→ **Data shown**

Start of Block

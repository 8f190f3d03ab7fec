//! In-memory exact nearest-neighbour index.
//!
//! The corpora behind the demos hold tens of items, so every query scans all
//! entries. Results are ordered by ascending distance; equal distances keep
//! insertion order.

use crate::error::{AppError, Result};
use log::info;

/// Distance used for a whole index, fixed at build time
#[derive(Debug, Clone, Copy, PartialEq, Eq, Default)]
pub enum DistanceMetric {
    /// L2 distance
    #[default]
    Euclidean,
    /// One minus cosine similarity; zero vectors are treated as orthogonal
    Cosine,
}

impl DistanceMetric {
    pub fn distance(&self, a: &[f32], b: &[f32]) -> f32 {
        match self {
            DistanceMetric::Euclidean => a
                .iter()
                .zip(b)
                .map(|(x, y)| (x - y) * (x - y))
                .sum::<f32>()
                .sqrt(),
            DistanceMetric::Cosine => {
                let dot: f32 = a.iter().zip(b).map(|(x, y)| x * y).sum();
                let norm_a = magnitude(a);
                let norm_b = magnitude(b);
                if norm_a == 0.0 || norm_b == 0.0 {
                    return 1.0;
                }
                1.0 - dot / (norm_a * norm_b)
            }
        }
    }
}

fn magnitude(v: &[f32]) -> f32 {
    v.iter().map(|x| x * x).sum::<f32>().sqrt()
}

/// A stored vector and whatever identifies its source
#[derive(Debug, Clone, PartialEq)]
pub struct IndexEntry<M> {
    pub vector: Vec<f32>,
    pub metadata: M,
}

impl<M> IndexEntry<M> {
    pub fn new(vector: Vec<f32>, metadata: M) -> Self {
        IndexEntry { vector, metadata }
    }
}

/// One query result
#[derive(Debug, Clone, Copy, PartialEq)]
pub struct Neighbor<'a, M> {
    pub metadata: &'a M,
    pub distance: f32,
}

#[derive(Debug, Clone)]
pub struct VectorIndex<M> {
    entries: Vec<IndexEntry<M>>,
    dimension: Option<usize>,
    metric: DistanceMetric,
}

impl<M> VectorIndex<M> {
    /// Build an index, checking every vector has the same dimension.
    ///
    /// Zero entries is allowed; such an index refuses queries.
    pub fn build(entries: Vec<IndexEntry<M>>, metric: DistanceMetric) -> Result<Self> {
        let dimension = entries.first().map(|e| e.vector.len());
        if let Some(expected) = dimension {
            if expected == 0 {
                return Err(AppError::input("cannot index zero-length vectors"));
            }
            if let Some(bad) = entries.iter().find(|e| e.vector.len() != expected) {
                return Err(AppError::DimensionMismatch {
                    expected,
                    actual: bad.vector.len(),
                });
            }
        }

        info!(
            "Built {:?} index with {} entries (dimension {:?})",
            metric,
            entries.len(),
            dimension
        );

        Ok(VectorIndex {
            entries,
            dimension,
            metric,
        })
    }

    /// Return the `k` nearest entries, nearest first
    pub fn query(&self, vector: &[f32], k: usize) -> Result<Vec<Neighbor<'_, M>>> {
        let Some(expected) = self.dimension else {
            return Err(AppError::EmptyIndex {
                reason: "the index was built from zero entries".to_string(),
            });
        };
        if vector.len() != expected {
            return Err(AppError::DimensionMismatch {
                expected,
                actual: vector.len(),
            });
        }

        let mut scored: Vec<(usize, f32)> = self
            .entries
            .iter()
            .enumerate()
            .map(|(i, entry)| (i, self.metric.distance(&entry.vector, vector)))
            .collect();

        // Stable sort keeps insertion order for equal distances
        scored.sort_by(|a, b| a.1.total_cmp(&b.1));

        Ok(scored
            .into_iter()
            .take(k)
            .map(|(i, distance)| Neighbor {
                metadata: &self.entries[i].metadata,
                distance,
            })
            .collect())
    }

    pub fn len(&self) -> usize {
        self.entries.len()
    }

    pub fn is_empty(&self) -> bool {
        self.entries.is_empty()
    }

    pub fn dimension(&self) -> Option<usize> {
        self.dimension
    }

    pub fn metric(&self) -> DistanceMetric {
        self.metric
    }
}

End of Block

→ **Exercise prompt**
Go through the records and show every line with the string "expected" in it.

→ **Result**
        if let Some(expected) = dimension {
            if expected == 0 {
            if let Some(bad) = entries.iter().find(|e| e.vector.len() != expected) {
                    expected,
        let Some(expected) = self.dimension else {
        if vector.len() != expected {
                expected,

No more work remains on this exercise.